University and college news: The University of South Florida announced this week an offering of COVID-19 vaccine boosters to all eligible members of its community. The shots will be made available to “those over 65 years old, those who are considered high-risk, as well as anyone in the teaching profession, as long as it has been at least six months since their last dose,” USF said on its website. Tampa Bay Times. The Pensacola State College Board of Trustees voted Tuesday to give its unanimous support to a proposal to add a charter high school to the college’s Warrington campus. Pensacola News Journal. The Polk State College Board of Trustees elected new leadership for the 2021-22 academic year during the board’s annual reorganization meeting. Lakeland Ledger. 

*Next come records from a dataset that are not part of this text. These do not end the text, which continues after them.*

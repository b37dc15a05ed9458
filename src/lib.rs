pub mod adapters;
pub mod config;
pub mod core;
pub mod domain;
#[cfg(feature = "server")]
pub mod server;
pub mod utils;

#[cfg(feature = "cli")]
pub use config::CliConfig;

pub use config::AppConfig;
pub use core::classifier::{classify, try_classify};
pub use core::contact_store::{AddPolicy, ContactStore, SharedContacts};
pub use core::dispatcher::{DispatchReport, Dispatcher};
pub use core::extractor::extract_json;
pub use core::request_loop::{RequestOutcome, RequestPipeline, RequestStage};
pub use domain::model::{ContactAction, EmailAddress, ParsedIntent};
pub use utils::error::{MailError, Result};
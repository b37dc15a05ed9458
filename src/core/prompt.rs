use crate::core::contact_store::ContactStore;
use serde::{Deserialize, Serialize};

#[derive(Debug, Clone, Copy, PartialEq, Eq, Default, Serialize, Deserialize)]
#[serde(rename_all = "snake_case")]
pub enum PromptStyle {
    /// Full instructions plus the contact table, for a base model.
    #[default]
    Guided,
    /// The `Instruction: ...\nOutput: ` format the adapter was fine-tuned on.
    Instruction,
}

pub fn build_prompt(style: PromptStyle, request: &str, contacts: &ContactStore) -> String {
    match style {
        PromptStyle::Guided => guided_prompt(request, contacts),
        PromptStyle::Instruction => instruction_prompt(request),
    }
}

pub fn instruction_prompt(instruction: &str) -> String {
    format!("Instruction: {}\nOutput: ", instruction)
}

/// One training line: the instruction prompt followed by the compact JSON answer.
pub fn training_text(instruction: &str, output: &serde_json::Value) -> String {
    format!("{}{}", instruction_prompt(instruction), output)
}

fn guided_prompt(request: &str, contacts: &ContactStore) -> String {
    format!(
        r#"Give me ONLY EXACTLY one JSON object. No explanations, no quotes, no markdown fences, no extra text.
You have access to the following contacts: {contacts}
Request: "{request}"
Output only one JSON object based on the Request:
Case1: If it's a contact update: {{"type":"update","action":"add/update/delete","name":"...","email":"..."}}
Example output: {{"type":"update","action":"add","name":"jim","email":"jim@example.com"}}
Case2: If it's an email: {{"type":"email","receiver":"<actual email address>","subject":"...","body":"..."}}
Example output: {{"type":"email","receiver":"alice@example.com","subject":"hello","body":"hi"}}
"#,
        contacts = render_contacts(contacts),
        request = request,
    )
}

fn render_contacts(contacts: &ContactStore) -> String {
    let table: serde_json::Map<String, serde_json::Value> = contacts
        .iter()
        .map(|(name, email)| (name.to_string(), email.as_str().into()))
        .collect();
    serde_json::Value::Object(table).to_string()
}
pub mod classifier;
pub mod contact_store;
pub mod dataset;
pub mod dispatcher;
pub mod extractor;
pub mod prompt;
pub mod request_loop;

pub use crate::domain::model::{ContactUpdateIntent, EmailIntent, ParsedIntent};
pub use crate::domain::ports::{CredentialProvider, MailSender, TextGenerator};
pub use crate::utils::error::Result;
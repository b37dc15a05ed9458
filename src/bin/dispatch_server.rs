use clap::Parser;
use intent_mail::utils::{logger, validation::Validate};
use intent_mail::{server, AppConfig, Dispatcher};
use tokio::net::TcpListener;

#[derive(Parser)]
#[command(name = "dispatch_server")]
#[command(about = "HTTP endpoint that dispatches structured email / contact-update intents")]
struct Args {
    /// Path to TOML configuration file
    #[arg(short, long)]
    config: Option<String>,

    /// Override the bind address from config
    #[arg(short, long)]
    bind: Option<String>,

    /// Log outgoing mail instead of sending it
    #[arg(long)]
    dry_run: bool,
}

#[tokio::main]
async fn main() -> Result<(), Box<dyn std::error::Error>> {
    let args = Args::parse();

    logger::init_server_logger();

    let mut config = match &args.config {
        Some(path) => AppConfig::from_file(path)?,
        None => AppConfig::default(),
    };
    if let Some(bind) = args.bind {
        config.server.bind = bind;
    }
    if args.dry_run {
        config.mail.dry_run = true;
    }

    if let Err(e) = config.validate() {
        tracing::error!("❌ Configuration validation failed: {}", e);
        tracing::error!("💡 Suggestion: {}", e.recovery_suggestion());
        eprintln!("❌ {}", e.user_friendly_message());
        std::process::exit(1);
    }

    let contacts = config.contact_store()?.into_shared();
    let dispatcher = Dispatcher::new(contacts, config.mail_sender()?);

    let listener = TcpListener::bind(config.bind_addr()?).await?;
    server::serve(listener, dispatcher).await?;

    Ok(())
}
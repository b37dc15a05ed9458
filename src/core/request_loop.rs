//! Free text in, executed intent out.
//!
//! Each request walks `Idle -> Prompting -> Generating -> Extracting ->
//! Validating -> Dispatching` and ends either `Dispatched` or `Rejected`.
//! A rejection never stops the loop; the next line is read as usual.

use crate::core::classifier::try_classify;
use crate::core::contact_store::ContactChange;
use crate::core::dispatcher::{DispatchReport, Dispatcher};
use crate::core::extractor::extract_json;
use crate::core::prompt::{build_prompt, PromptStyle};
use crate::domain::model::ParsedIntent;
use crate::domain::ports::TextGenerator;
use crate::utils::error::{MailError, Result};
use crate::utils::validation::is_valid_email;
use serde_json::Value;
use std::sync::Arc;
use tokio::io::{AsyncBufRead, AsyncBufReadExt};

pub const QUIT_COMMAND: &str = "quit";

const INPUT_PROMPT: &str =
    "Tell me your request (either update contact OR send email), typing quit would end the program.";

#[derive(Debug, Clone, Copy, PartialEq, Eq)]
pub enum RequestStage {
    Idle,
    Prompting,
    Generating,
    Extracting,
    Validating,
    Dispatching,
    Dispatched,
    Rejected,
}

#[derive(Debug)]
pub enum RequestOutcome {
    Dispatched {
        intent: ParsedIntent,
        report: DispatchReport,
    },
    Rejected {
        /// Stage that failed.
        stage: RequestStage,
        error: MailError,
    },
}

impl RequestOutcome {
    pub fn terminal_stage(&self) -> RequestStage {
        match self {
            RequestOutcome::Dispatched { .. } => RequestStage::Dispatched,
            RequestOutcome::Rejected { .. } => RequestStage::Rejected,
        }
    }

    pub fn is_dispatched(&self) -> bool {
        matches!(self, RequestOutcome::Dispatched { .. })
    }
}

#[derive(Debug, Clone, Copy, Default, PartialEq, Eq)]
pub struct LoopSummary {
    pub processed: usize,
    pub dispatched: usize,
    pub rejected: usize,
}

#[derive(Debug, Clone, Copy, PartialEq, Eq)]
pub struct PipelineOptions {
    pub prompt_style: PromptStyle,
    /// Replace a contact name in `receiver` with its stored address before validation.
    pub resolve_names: bool,
}

impl Default for PipelineOptions {
    fn default() -> Self {
        Self {
            prompt_style: PromptStyle::Guided,
            resolve_names: true,
        }
    }
}

pub struct RequestPipeline {
    generator: Arc<dyn TextGenerator>,
    dispatcher: Dispatcher,
    options: PipelineOptions,
}

impl RequestPipeline {
    pub fn new(
        generator: Arc<dyn TextGenerator>,
        dispatcher: Dispatcher,
        options: PipelineOptions,
    ) -> Self {
        Self {
            generator,
            dispatcher,
            options,
        }
    }

    pub fn dispatcher(&self) -> &Dispatcher {
        &self.dispatcher
    }

    /// Runs a request up to (but not including) dispatch.
    pub async fn parse(
        &self,
        input: &str,
    ) -> std::result::Result<ParsedIntent, (RequestStage, MailError)> {
        enter(RequestStage::Prompting);
        let prompt = {
            let contacts = self.dispatcher.contacts().lock().await;
            build_prompt(self.options.prompt_style, input, &contacts)
        };

        enter(RequestStage::Generating);
        let raw = self
            .generator
            .generate(&prompt)
            .await
            .map_err(|e| (RequestStage::Generating, e))?;
        tracing::debug!("=== Raw AI output ===\n{}", raw);

        enter(RequestStage::Extracting);
        let mut value =
            extract_json(&raw).ok_or((RequestStage::Extracting, MailError::ExtractionError))?;

        enter(RequestStage::Validating);
        if self.options.resolve_names {
            self.resolve_receiver(&mut value).await;
        }
        try_classify(&value).map_err(|e| (RequestStage::Validating, e))
    }

    pub async fn process(&self, input: &str) -> RequestOutcome {
        let intent = match self.parse(input).await {
            Ok(intent) => intent,
            Err((stage, error)) => return reject(stage, error),
        };

        enter(RequestStage::Dispatching);
        match self.dispatcher.dispatch(&intent).await {
            Ok(report) => {
                tracing::info!("Request dispatched as '{}'", intent.kind());
                RequestOutcome::Dispatched { intent, report }
            }
            Err(error) => reject(RequestStage::Dispatching, error),
        }
    }

    /// Reads one request per line until `quit` or end of input.
    ///
    /// A line that is not valid UTF-8 is rejected on its own; the loop keeps reading.
    pub async fn run<R>(&self, mut reader: R) -> Result<LoopSummary>
    where
        R: AsyncBufRead + Unpin,
    {
        let mut buf = Vec::new();
        let mut summary = LoopSummary::default();

        loop {
            enter(RequestStage::Idle);
            println!("{}", INPUT_PROMPT);

            buf.clear();
            if reader.read_until(b'\n', &mut buf).await? == 0 {
                break;
            }
            let line = match std::str::from_utf8(&buf) {
                Ok(line) => line,
                Err(e) => {
                    summary.processed += 1;
                    summary.rejected += 1;
                    tracing::warn!("⚠️ Request rejected: input is not valid UTF-8 ({})", e);
                    println!("❌ Input is not valid UTF-8 text, please type the request again");
                    continue;
                }
            };
            let input = line.trim();
            if input == QUIT_COMMAND {
                break;
            }
            if input.is_empty() {
                continue;
            }

            summary.processed += 1;
            match self.process(input).await {
                RequestOutcome::Dispatched { report, .. } => {
                    summary.dispatched += 1;
                    println!("✅ {}", describe(&report));
                }
                RequestOutcome::Rejected { error, .. } => {
                    summary.rejected += 1;
                    println!("❌ {}", error.user_friendly_message());
                    println!("💡 {}", error.recovery_suggestion());
                }
            }
        }

        tracing::info!(
            "Session finished: {} processed, {} dispatched, {} rejected",
            summary.processed,
            summary.dispatched,
            summary.rejected
        );
        Ok(summary)
    }

    async fn resolve_receiver(&self, value: &mut Value) {
        if value.get("type").and_then(Value::as_str) != Some("email") {
            return;
        }
        let Some(receiver) = value.get("receiver").and_then(Value::as_str) else {
            return;
        };
        if is_valid_email(receiver) {
            return;
        }

        let contacts = self.dispatcher.contacts().lock().await;
        if let Some(address) = contacts.resolve_name(receiver) {
            tracing::debug!("Resolved receiver '{}' to {}", receiver, address);
            value["receiver"] = Value::String(address.to_string());
        }
    }
}

fn enter(stage: RequestStage) {
    tracing::debug!("request stage: {:?}", stage);
}

fn reject(stage: RequestStage, error: MailError) -> RequestOutcome {
    tracing::warn!("⚠️ Request rejected at {:?}: {}", stage, error);
    RequestOutcome::Rejected { stage, error }
}

fn describe(report: &DispatchReport) -> String {
    match report {
        DispatchReport::MailSent { to, .. } => format!("Email sent to {}", to),
        DispatchReport::ContactChanged { change } => match change {
            ContactChange::Added { name, email } => {
                format!("Added contact {} -> {}", name, email)
            }
            ContactChange::Replaced { name, email, .. }
            | ContactChange::Updated { name, email, .. } => {
                format!("Updated contact {} -> {}", name, email)
            }
            ContactChange::Deleted { name, .. } => {
                format!("Deleted contact {}", name)
            }
        },
    }
}
/// Decide whether a team takes part in the report
///
/// An empty prefix list matches every name; an empty exclude list excludes nothing.
/// Exclusion wins over a prefix match.
pub fn include_team(name: &str, prefixes: &[String], excludes: &[String]) -> bool {
    prefix_matches(name, prefixes) && !is_excluded(name, excludes)
}

fn prefix_matches(name: &str, prefixes: &[String]) -> bool {
    prefixes.is_empty() || prefixes.iter().any(|prefix| name.starts_with(prefix.as_str()))
}

fn is_excluded(name: &str, excludes: &[String]) -> bool {
    excludes.iter().any(|excluded| excluded == name)
}

/// Prefix allow-list and exact-name deny-list for team names
#[derive(Debug, Clone, Default, PartialEq, Eq)]
pub struct TeamFilter {
    pub prefixes: Vec<String>,
    pub excludes: Vec<String>,
}

impl TeamFilter {
    pub fn new(prefixes: Vec<String>, excludes: Vec<String>) -> Self {
        Self { prefixes, excludes }
    }

    pub fn includes(&self, name: &str) -> bool {
        include_team(name, &self.prefixes, &self.excludes)
    }
}
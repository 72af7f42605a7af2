use clap::Parser;
use std::path::PathBuf;
use tracing::Level;

use slack_prs::github::{create_client, GithubDirectory};
use slack_prs::slack::SlackClient;
use slack_prs::{App, ReportError, ReportSettings};

const EXIT_SUCCESS: i32 = 0;
const EXIT_AUTH: i32 = 1;
const EXIT_NETWORK: i32 = 2;
const EXIT_CONFIG: i32 = 4;

#[derive(Parser, Debug)]
#[command(name = "slack-prs")]
#[command(about = "Post open pull requests per owning team to a Slack channel", long_about = None)]
#[command(version)]
struct Cli {
    /// GitHub organization to report on
    #[arg(long)]
    org: String,

    /// Slack channel name to publish to
    #[arg(long)]
    channel: String,

    /// Only report teams whose name starts with this prefix (repeatable)
    #[arg(long = "team-prefix")]
    team_prefix: Vec<String>,

    /// Leave out the team with exactly this name (repeatable)
    #[arg(long = "exclude-team")]
    exclude_team: Vec<String>,

    /// Path to config file (defaults to ~/.config/slack-prs/config.yaml)
    #[arg(short, long)]
    config: Option<String>,

    /// Enable verbose logging
    #[arg(short, long)]
    verbose: bool,
}

fn init_logging(verbose: bool) {
    let level = if verbose { Level::DEBUG } else { Level::INFO };
    tracing_subscriber::fmt()
        .with_env_filter(log_filter(level))
        .with_writer(std::io::stderr)
        .init();
}

/// `RUST_LOG` when set, `level` otherwise
fn log_filter(level: Level) -> tracing_subscriber::EnvFilter {
    tracing_subscriber::EnvFilter::builder()
        .with_default_directive(level.into())
        .from_env_lossy()
}

#[tokio::main]
async fn main() {
    // Install rustls crypto provider (required for rustls 0.23+)
    rustls::crypto::ring::default_provider()
        .install_default()
        .expect("Failed to install rustls crypto provider");

    let cli = Cli::parse();
    init_logging(cli.verbose);

    let config = match slack_prs::config::load_config(cli.config.map(PathBuf::from)) {
        Ok(c) => c,
        Err(e) => {
            eprintln!("Config error: {:#}", e);
            std::process::exit(EXIT_CONFIG);
        }
    };

    let credentials = match slack_prs::credentials::load_credentials() {
        Ok(c) => c,
        Err(e) => {
            eprintln!("Credential error: {}", e);
            std::process::exit(EXIT_AUTH);
        }
    };

    let github = match create_client(&credentials.github_token) {
        Ok(c) => c,
        Err(e) => {
            eprintln!("Failed to create GitHub client: {:#}", e);
            std::process::exit(EXIT_NETWORK);
        }
    };

    let settings = ReportSettings {
        org: cli.org.clone(),
        channel: cli.channel,
        filter: slack_prs::config::team_filter(&config, &cli.team_prefix, &cli.exclude_team),
    };
    tracing::debug!("Team filter: {:?}", settings.filter);

    let app = App::new(
        GithubDirectory::new(github, cli.org),
        SlackClient::new(&credentials.slack_token),
        settings,
    );

    if let Err(e) = app.run().await {
        eprintln!("Error: {:#}", e);
        let code = match e.downcast_ref::<ReportError>() {
            Some(ReportError::ChannelNotFound(_)) => EXIT_CONFIG,
            _ => EXIT_NETWORK,
        };
        std::process::exit(code);
    }

    std::process::exit(EXIT_SUCCESS);
}
use chrono::{DateTime, Utc};

use crate::github::types::PullRequest;
use crate::output::table::{Align, TextTable};
use crate::report::aggregate::{Aggregator, LeagueRow};
use crate::report::duration::format_timedelta;

const LEAGUE_HEADER: [&str; 3] = ["Team", "PRs", "Total open duration"];

/// Render league rows as a fixed-width text table
/// Columns: team (left), PR count (centered), total open duration (centered)
pub fn format_league_table(rows: &[LeagueRow]) -> String {
    let mut table =
        TextTable::new(LEAGUE_HEADER).with_align(&[Align::Left, Align::Center, Align::Center]);
    for row in rows {
        table.add_row([
            row.team.to_string(),
            row.count.to_string(),
            format_timedelta(row.duration),
        ]);
    }
    table.draw()
}

/// League table for every eligible team, shortest total open duration first
pub fn league_table(aggregator: &Aggregator) -> String {
    format_league_table(&aggregator.league_rows())
}

/// Chat message carrying the league table as a code block
pub fn summary_message(league_table: &str) -> String {
    format!("Pull requests by team:```{}```", league_table)
}

/// One PR as a breakdown bullet
/// Format: "    * {url} - {title} ({author}, {open duration})"
fn format_pr_line(pr: &PullRequest, open_duration: &str) -> String {
    format!(
        "    * {} - {} ({}, {})\n",
        pr.url, pr.title, pr.author, open_duration
    )
}

/// A team name followed by one line per PR
pub fn team_report(team: &str, prs: &[&PullRequest], aggregator: &Aggregator) -> String {
    let mut report = format!("{}\n", team);
    for pr in prs {
        let duration = aggregator
            .pr_duration(pr.id)
            .unwrap_or_else(|| pr.open_duration(aggregator.now()));
        report.push_str(&format_pr_line(pr, &format_timedelta(duration)));
    }
    report
}

/// Per-team reports for every team owning a PR, sorted by team name, blank line between
pub fn breakdown(aggregator: &Aggregator) -> String {
    aggregator
        .team_breakdown()
        .into_iter()
        .map(|(team, prs)| team_report(team, &prs, aggregator))
        .collect::<Vec<_>>()
        .join("\n")
}

/// File name of the breakdown upload for the run started at `now`
pub fn breakdown_filename(now: DateTime<Utc>) -> String {
    format!("prs-breakdown-{}.txt", now.format("%Y-%m-%d"))
}
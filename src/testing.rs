//! In-memory stand-ins for GitHub and Slack used by unit tests

use anyhow::Result;
use chrono::{DateTime, Utc};
use futures::stream::{self, StreamExt};
use std::collections::HashMap;
use std::sync::Mutex;

use crate::github::{Directory, PullRequest, PullRequestStream, RepoRef, SearchQuery, Team};
use crate::slack::{Channel, FileUpload, ListChannels, Messenger, PostMessage};

/// Install the TLS crypto provider the HTTP clients expect; safe to call repeatedly
pub fn install_crypto_provider() {
    let _ = rustls::crypto::ring::default_provider().install_default();
}

/// Build a PR in repository `org/<repo>`
pub fn pr(id: u64, repo: &str, created_at: DateTime<Utc>) -> PullRequest {
    PullRequest {
        id,
        repo: RepoRef::new("org", repo),
        created_at,
        url: format!("https://github.com/org/{}/pull/{}", repo, id),
        title: format!("PR #{}", id),
        author: "octocat".to_string(),
    }
}

#[derive(Default)]
pub struct FakeDirectory {
    teams: Vec<Team>,
    repo_teams: HashMap<String, Vec<Team>>,
    prs: Vec<PullRequest>,
    repo_team_calls: Mutex<Vec<String>>,
    queries: Mutex<Vec<SearchQuery>>,
}

impl FakeDirectory {
    pub fn new() -> Self {
        Self::default()
    }

    pub fn with_team(mut self, team: Team) -> Self {
        self.teams.push(team);
        self
    }

    pub fn with_repo(mut self, name: &str, teams: Vec<Team>) -> Self {
        self.repo_teams.insert(name.to_string(), teams);
        self
    }

    pub fn with_pr(mut self, pr: PullRequest) -> Self {
        self.prs.push(pr);
        self
    }

    /// Repositories whose teams were requested, in call order
    pub fn repo_team_calls(&self) -> Vec<String> {
        self.repo_team_calls.lock().unwrap().clone()
    }

    pub fn queries(&self) -> Vec<SearchQuery> {
        self.queries.lock().unwrap().clone()
    }
}

impl Directory for FakeDirectory {
    async fn teams(&self) -> Result<Vec<Team>> {
        Ok(self.teams.clone())
    }

    async fn repo_teams(&self, repo: &RepoRef) -> Result<Vec<Team>> {
        self.repo_team_calls.lock().unwrap().push(repo.to_string());
        Ok(self.repo_teams.get(&repo.name).cloned().unwrap_or_default())
    }

    async fn open_pull_requests(&self, query: &SearchQuery) -> Result<PullRequestStream> {
        self.queries.lock().unwrap().push(query.clone());
        let items: Vec<Result<PullRequest>> = self.prs.iter().cloned().map(Ok).collect();
        Ok(PullRequestStream {
            total_count: Some(items.len() as u64),
            items: stream::iter(items).boxed(),
        })
    }
}

#[derive(Default)]
pub struct FakeMessenger {
    channels: Vec<Channel>,
    pub listed: Mutex<Vec<ListChannels>>,
    pub messages: Mutex<Vec<PostMessage>>,
    pub uploads: Mutex<Vec<FileUpload>>,
}

impl FakeMessenger {
    pub fn with_channels(channels: &[(&str, &str)]) -> Self {
        Self {
            channels: channels
                .iter()
                .map(|(name, id)| Channel {
                    id: id.to_string(),
                    name: name.to_string(),
                })
                .collect(),
            ..Self::default()
        }
    }

    pub fn messages(&self) -> Vec<PostMessage> {
        self.messages.lock().unwrap().clone()
    }

    pub fn uploads(&self) -> Vec<FileUpload> {
        self.uploads.lock().unwrap().clone()
    }
}

impl Messenger for FakeMessenger {
    async fn list_channels(&self, request: &ListChannels) -> Result<Vec<Channel>> {
        self.listed.lock().unwrap().push(request.clone());
        Ok(self.channels.clone())
    }

    async fn post_message(&self, message: &PostMessage) -> Result<()> {
        self.messages.lock().unwrap().push(message.clone());
        Ok(())
    }

    async fn upload(&self, upload: &FileUpload) -> Result<()> {
        self.uploads.lock().unwrap().push(upload.clone());
        Ok(())
    }
}
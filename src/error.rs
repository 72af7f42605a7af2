use thiserror::Error;

/// Failures of the report pipeline that callers may want to tell apart
#[derive(Debug, Error)]
pub enum ReportError {
    /// A sum was requested over an empty set of durations
    #[error("cannot sum an empty sequence of durations")]
    NoDurations,

    /// No non-archived channel carries the requested name
    #[error("no channel with name {0} found")]
    ChannelNotFound(String),

    /// A PR was added before its repository was registered
    #[error("repository {0} has not been registered")]
    UnknownRepository(String),

    /// Slack answered with `ok: false`
    #[error("Slack API {method} failed: {error}")]
    Slack { method: String, error: String },
}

Opinions on schools: Howard Fuller’s support for school choice is not rooted in a conservative agenda to privatize public schools. It is grounded in his ongoing quest to provide Black students a quality education by any means necessary. Jon Hale, reimaginED.  Tools such as artificial intelligence-based predictive analysis must be deployed to bring education savings accounts to scale in public education, and to help families successfully navigate the complex decisions they need to make for their children’s unique educational needs.  Doug Tuthill and Jen Bradshaw, reimaginED.  Gov. Ron Desantis’ latest, despicable COVID-19 order makes attending school even riskier for vulnerable, unvaccinated children. Fabiola Santiago, Miami Herald. In the past, bonus checks for teachers were handled on the district level and paid through electronic transfers. For these bonus checks, though, the money was going to go out in paper checks. This would give DeSantis a chance to put his name on the front of every check as well as to mail it with an accompanying letter from him, in case the signature was too subtle as a gesture of soliciting thanks. Frank Cerabino, Palm Beach Post.